PROBLEM — Go through the entries below and pick out every line with "PartialEq".

Saved data entries:
//! Seeded generator of random schemas and rows. Everything it produces goes
//! through the public `Database` operations, and the same seed always yields
//! the same database.

use fastrand::Rng;
use tracing::debug;

use crate::{
    storage::{
        database::Database,
        schema::{ColumnSchema, TableSchema, TableSchemaBuilder},
    },
    types::{
        error::DatabaseError,
        value::{DataType, Value},
    },
};

const TYPES: [DataType; 7] = [
    DataType::Integer,
    DataType::Real,
    DataType::Boolean,
    DataType::Text,
    DataType::Clob,
    DataType::Blob,
    DataType::Timestamp,
];

const TEXT_ALPHABET: &[char] = &[
    'a', 'b', 'c', 'x', 'y', 'z', 'A', 'Q', '0', '7', ' ', '\'', '"', '-', ';', '\n', 'é', 'ß',
    '✓', '漢',
];

#[derive(Debug, Clone, PartialEq)]
pub struct SynthConfig {
    pub seed: u64,
    pub tables: usize,
    pub max_columns: usize,
    pub rows_per_table: usize,
    /// Upper bound in characters for TEXT and CLOB values, in bytes for BLOBs.
    pub max_text_len: usize,
}

impl Default for SynthConfig {
    fn default() -> Self {
        Self {
            seed: 42,
            tables: 3,
            max_columns: 6,
            rows_per_table: 20,
            max_text_len: 12_000,
        }
    }
}

#[derive(Debug, Default, Clone, PartialEq)]
pub struct SynthSummary {
    pub tables: Vec<String>,
    pub rows: usize,
    pub indexes: usize,
}

pub struct Synth {
    rng: Rng,
    config: SynthConfig,
}

impl Synth {
    pub fn new(config: SynthConfig) -> Self {
        Self {
            rng: Rng::with_seed(config.seed),
            config,
        }
    }

    /// A random table: an optional integer primary key followed by
    /// 1..=max_columns columns of random types.
    pub fn schema(&mut self, table_number: usize) -> Result<TableSchema, DatabaseError> {
        let mut builder = TableSchemaBuilder::new(format!("t{}", table_number));
        if self.rng.bool() {
            builder = builder.column(ColumnSchema::new("id", DataType::Integer).primary_key());
        }
        let columns = self.rng.usize(1..=self.config.max_columns.max(1));
        for column_number in 0..columns {
            let data_type = TYPES[self.rng.usize(..TYPES.len())];
            let mut column = ColumnSchema::new(format!("c{}", column_number), data_type);
            if self.rng.u8(..10) == 0 {
                column = column.not_null();
            }
            builder = builder.column(column);
        }
        builder.build()
    }

    /// Values for one row. The primary key, when present, is `row_number`.
    pub fn row(&mut self, schema: &TableSchema, row_number: usize) -> Vec<Value> {
        schema
            .columns
            .iter()
            .map(|column| {
                if column.primary_key {
                    Value::Integer(row_number as i64)
                } else if column.nullable && self.rng.u8(..10) == 0 {
                    Value::Null
                } else {
                    self.value(column.data_type)
                }
            })
            .collect()
    }

    fn value(&mut self, data_type: DataType) -> Value {
        match data_type {
            DataType::Integer => Value::Integer(self.rng.i64(..)),
            DataType::Real => Value::Real((self.rng.f64() - 0.5) * 1e9),
            DataType::Boolean => Value::Boolean(self.rng.bool()),
            DataType::Text => Value::Text(self.text(self.config.max_text_len.min(200))),
            DataType::Clob => Value::Text(self.text(self.config.max_text_len)),
            DataType::Blob => {
                let len = self.rng.usize(..=self.config.max_text_len);
                Value::Blob(std::iter::repeat_with(|| self.rng.u8(..)).take(len).collect())
            }
            DataType::Timestamp => Value::Timestamp(self.rng.i64(0..4_102_444_800)),
        }
    }

    fn text(&mut self, max_len: usize) -> String {
        let len = self.rng.usize(..=max_len);
        (0..len)
            .map(|_| TEXT_ALPHABET[self.rng.usize(..TEXT_ALPHABET.len())])
            .collect()
    }

    /// Create every table, maybe an index per table, and fill them.
    pub fn populate(&mut self, db: &Database) -> Result<SynthSummary, DatabaseError> {
        let mut summary = SynthSummary::default();
        for table_number in 0..self.config.tables {
            let schema = db.create_table(self.schema(table_number)?)?;

            // Only fixed-size columns are indexed so every key fits a node.
            let indexable: Vec<&ColumnSchema> = schema
                .columns
                .iter()
                .filter(|column| {
                    !column.primary_key
                        && matches!(
                            column.data_type,
                            DataType::Integer
                                | DataType::Real
                                | DataType::Boolean
                                | DataType::Timestamp
                        )
                })
                .collect();
            if !indexable.is_empty() && self.rng.bool() {
                let column = indexable[self.rng.usize(..indexable.len())];
                let name = format!("{}_{}_idx", schema.name, column.name);
                db.create_index(&schema.name, &name, &[column.name.as_str()], false)?;
                summary.indexes += 1;
            }

            for row_number in 0..self.config.rows_per_table {
                let values = self.row(&schema, row_number);
                db.insert(&schema.name, values)?;
                summary.rows += 1;
            }
            debug!(table = %schema.name, rows = self.config.rows_per_table, "synthetic table filled");
            summary.tables.push(schema.name.clone());
        }
        Ok(summary)
    }
}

RESPONSE TO THE TASK —
#[derive(Debug, Clone, PartialEq)]
#[derive(Debug, Default, Clone, PartialEq)]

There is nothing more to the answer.